== Task description ==
Quote every entry word for word.

*** Given data Section Begins ***

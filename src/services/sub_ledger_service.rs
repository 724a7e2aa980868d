//! Sub-ledger report computation
//!
//! Groups control-account activity by counterparty. Receivable balances grow
//! with debits (customers owe more), payable balances grow with credits (we
//! owe vendors more). A line belongs to a contact when it hits the contact's
//! control account or the entry is attached to the contact and touches it.

use chrono::NaiveDate;
use serde::Serialize;
use uuid::Uuid;

use crate::repos::account_repo::NormalBalance;
use crate::repos::contact_repo::{Contact, ContactType};
use crate::repos::report_query_repo::{AccountPeriodSums, LedgerLineRow};
use crate::services::ledger_replay::{self, line_movement, ReplayInput, ReplayedLine};

/// Which side of the sub-ledger a section belongs to
#[derive(Debug, Clone, Copy, PartialEq, Eq, Serialize)]
#[serde(rename_all = "SCREAMING_SNAKE_CASE")]
pub enum SubLedgerSide {
    Receivable,
    Payable,
}

impl SubLedgerSide {
    /// Sign convention for running balances on this side
    pub fn balance_side(self) -> NormalBalance {
        match self {
            // Customers owe us: debits increase the receivable
            SubLedgerSide::Receivable => NormalBalance::Debit,
            // We owe vendors: credits increase the payable
            SubLedgerSide::Payable => NormalBalance::Credit,
        }
    }
}

/// One contact's activity section
#[derive(Debug, Clone, Serialize)]
pub struct SubLedgerContact {
    pub contact_id: Uuid,
    pub contact_name: String,
    pub side: SubLedgerSide,
    pub control_account_code: String,
    pub opening_balance_minor: i64,
    pub lines: Vec<ReplayedLine>,
    pub closing_balance_minor: i64,
}

/// Computed sub-ledger report
#[derive(Debug, Clone, Serialize)]
pub struct SubLedgerReport {
    pub period_start: NaiveDate,
    pub period_end: NaiveDate,
    pub receivables: Vec<SubLedgerContact>,
    pub total_receivable_minor: i64,
    pub payables: Vec<SubLedgerContact>,
    pub total_payable_minor: i64,
}

/// Compute the sub-ledger report
///
/// `pre_period_sums` seed control-account opening balances (inception to the
/// day before the period). Contacts with no activity and a zero opening
/// balance are skipped. A `Both`-typed contact can appear on either side.
pub fn compute(
    period_start: NaiveDate,
    period_end: NaiveDate,
    contacts: &[Contact],
    pre_period_sums: &[AccountPeriodSums],
    lines: &[LedgerLineRow],
) -> SubLedgerReport {
    let mut receivables = Vec::new();
    let mut payables = Vec::new();
    let mut total_receivable = 0i64;
    let mut total_payable = 0i64;

    for contact in contacts {
        if matches!(contact.contact_type, ContactType::Customer | ContactType::Both) {
            if let Some(section) = contact_section(
                contact,
                SubLedgerSide::Receivable,
                contact.receivable_account_code.as_deref(),
                pre_period_sums,
                lines,
            ) {
                total_receivable += section.closing_balance_minor;
                receivables.push(section);
            }
        }
        if matches!(contact.contact_type, ContactType::Vendor | ContactType::Both) {
            if let Some(section) = contact_section(
                contact,
                SubLedgerSide::Payable,
                contact.payable_account_code.as_deref(),
                pre_period_sums,
                lines,
            ) {
                total_payable += section.closing_balance_minor;
                payables.push(section);
            }
        }
    }

    receivables.sort_by(|a, b| a.contact_name.cmp(&b.contact_name));
    payables.sort_by(|a, b| a.contact_name.cmp(&b.contact_name));

    SubLedgerReport {
        period_start,
        period_end,
        receivables,
        total_receivable_minor: total_receivable,
        payables,
        total_payable_minor: total_payable,
    }
}

fn contact_section(
    contact: &Contact,
    side: SubLedgerSide,
    control_account: Option<&str>,
    pre_period_sums: &[AccountPeriodSums],
    lines: &[LedgerLineRow],
) -> Option<SubLedgerContact> {
    let control_account = control_account?;
    let balance_side = side.balance_side();

    let opening = pre_period_sums
        .iter()
        .find(|s| s.account_code == control_account)
        .map(|s| {
            s.opening_balance_minor + line_movement(s.debit_minor, s.credit_minor, balance_side)
        })
        .unwrap_or(0);

    let contact_lines: Vec<ReplayInput> = lines
        .iter()
        .filter(|l| {
            l.account_code == control_account
                && (l.contact_id.is_none() || l.contact_id == Some(contact.id))
        })
        .map(|l| ReplayInput {
            entry_number: l.entry_number.clone(),
            date: l.date,
            description: l
                .line_description
                .clone()
                .unwrap_or_else(|| l.entry_description.clone()),
            line_no: l.line_no,
            debit_minor: l.debit_minor,
            credit_minor: l.credit_minor,
        })
        .collect();

    if contact_lines.is_empty() && opening == 0 {
        return None;
    }

    let (replayed, closing) = ledger_replay::replay(opening, balance_side, contact_lines);

    Some(SubLedgerContact {
        contact_id: contact.id,
        contact_name: contact.name.clone(),
        side,
        control_account_code: control_account.to_string(),
        opening_balance_minor: opening,
        lines: replayed,
        closing_balance_minor: closing,
    })
}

*** Given data Section Ends ***

== Written answer ==
filename src/services/sub_ledger_service.rs
repository 724a7e2aa980868d
//! Sub-ledger report computation
//!
//! Groups control-account activity by counterparty. Receivable balances grow
//! with debits (customers owe more), payable balances grow with credits (we
//! owe vendors more). A line belongs to a contact when it hits the contact's
//! control account or the entry is attached to the contact and touches it.

use chrono::NaiveDate;
use serde::Serialize;
use uuid::Uuid;

use crate::repos::account_repo::NormalBalance;
use crate::repos::contact_repo::{Contact, ContactType};
use crate::repos::report_query_repo::{AccountPeriodSums, LedgerLineRow};
use crate::services::ledger_replay::{self, line_movement, ReplayInput, ReplayedLine};

/// Which side of the sub-ledger a section belongs to
#[derive(Debug, Clone, Copy, PartialEq, Eq, Serialize)]
#[serde(rename_all = "SCREAMING_SNAKE_CASE")]
pub enum SubLedgerSide {
    Receivable,
    Payable,
}

impl SubLedgerSide {
    /// Sign convention for running balances on this side
    pub fn balance_side(self) -> NormalBalance {
        match self {
            // Customers owe us: debits increase the receivable
            SubLedgerSide::Receivable => NormalBalance::Debit,
            // We owe vendors: credits increase the payable
            SubLedgerSide::Payable => NormalBalance::Credit,
        }
    }
}

/// One contact's activity section
#[derive(Debug, Clone, Serialize)]
pub struct SubLedgerContact {
    pub contact_id: Uuid,
    pub contact_name: String,
    pub side: SubLedgerSide,
    pub control_account_code: String,
    pub opening_balance_minor: i64,
    pub lines: Vec<ReplayedLine>,
    pub closing_balance_minor: i64,
}

/// Computed sub-ledger report
#[derive(Debug, Clone, Serialize)]
pub struct SubLedgerReport {
    pub period_start: NaiveDate,
    pub period_end: NaiveDate,
    pub receivables: Vec<SubLedgerContact>,
    pub total_receivable_minor: i64,
    pub payables: Vec<SubLedgerContact>,
    pub total_payable_minor: i64,
}

/// Compute the sub-ledger report
///
/// `pre_period_sums` seed control-account opening balances (inception to the
/// day before the period). Contacts with no activity and a zero opening
/// balance are skipped. A `Both`-typed contact can appear on either side.
pub fn compute(
    period_start: NaiveDate,
    period_end: NaiveDate,
    contacts: &[Contact],
    pre_period_sums: &[AccountPeriodSums],
    lines: &[LedgerLineRow],
) -> SubLedgerReport {
    let mut receivables = Vec::new();
    let mut payables = Vec::new();
    let mut total_receivable = 0i64;
    let mut total_payable = 0i64;

    for contact in contacts {
        if matches!(contact.contact_type, ContactType::Customer | ContactType::Both) {
            if let Some(section) = contact_section(
                contact,
                SubLedgerSide::Receivable,
                contact.receivable_account_code.as_deref(),
                pre_period_sums,
                lines,
            ) {
                total_receivable += section.closing_balance_minor;
                receivables.push(section);
            }
        }
        if matches!(contact.contact_type, ContactType::Vendor | ContactType::Both) {
            if let Some(section) = contact_section(
                contact,
                SubLedgerSide::Payable,
                contact.payable_account_code.as_deref(),
                pre_period_sums,
                lines,
            ) {
                total_payable += section.closing_balance_minor;
                payables.push(section);
            }
        }
    }

    receivables.sort_by(|a, b| a.contact_name.cmp(&b.contact_name));
    payables.sort_by(|a, b| a.contact_name.cmp(&b.contact_name));

    SubLedgerReport {
        period_start,
        period_end,
        receivables,
        total_receivable_minor: total_receivable,
        payables,
        total_payable_minor: total_payable,
    }
}

fn contact_section(
    contact: &Contact,
    side: SubLedgerSide,
    control_account: Option<&str>,
    pre_period_sums: &[AccountPeriodSums],
    lines: &[LedgerLineRow],
) -> Option<SubLedgerContact> {
    let control_account = control_account?;
    let balance_side = side.balance_side();

    let opening = pre_period_sums
        .iter()
        .find(|s| s.account_code == control_account)
        .map(|s| {
            s.opening_balance_minor + line_movement(s.debit_minor, s.credit_minor, balance_side)
        })
        .unwrap_or(0);

    let contact_lines: Vec<ReplayInput> = lines
        .iter()
        .filter(|l| {
            l.account_code == control_account
                && (l.contact_id.is_none() || l.contact_id == Some(contact.id))
        })
        .map(|l| ReplayInput {
            entry_number: l.entry_number.clone(),
            date: l.date,
            description: l
                .line_description
                .clone()
                .unwrap_or_else(|| l.entry_description.clone()),
            line_no: l.line_no,
            debit_minor: l.debit_minor,
            credit_minor: l.credit_minor,
        })
        .collect();

    if contact_lines.is_empty() && opening == 0 {
        return None;
    }

    let (replayed, closing) = ledger_replay::replay(opening, balance_side, contact_lines);

    Some(SubLedgerContact {
        contact_id: contact.id,
        contact_name: contact.name.clone(),
        side,
        control_account_code: control_account.to_string(),
        opening_balance_minor: opening,
        lines: replayed,
        closing_balance_minor: closing,
    })
}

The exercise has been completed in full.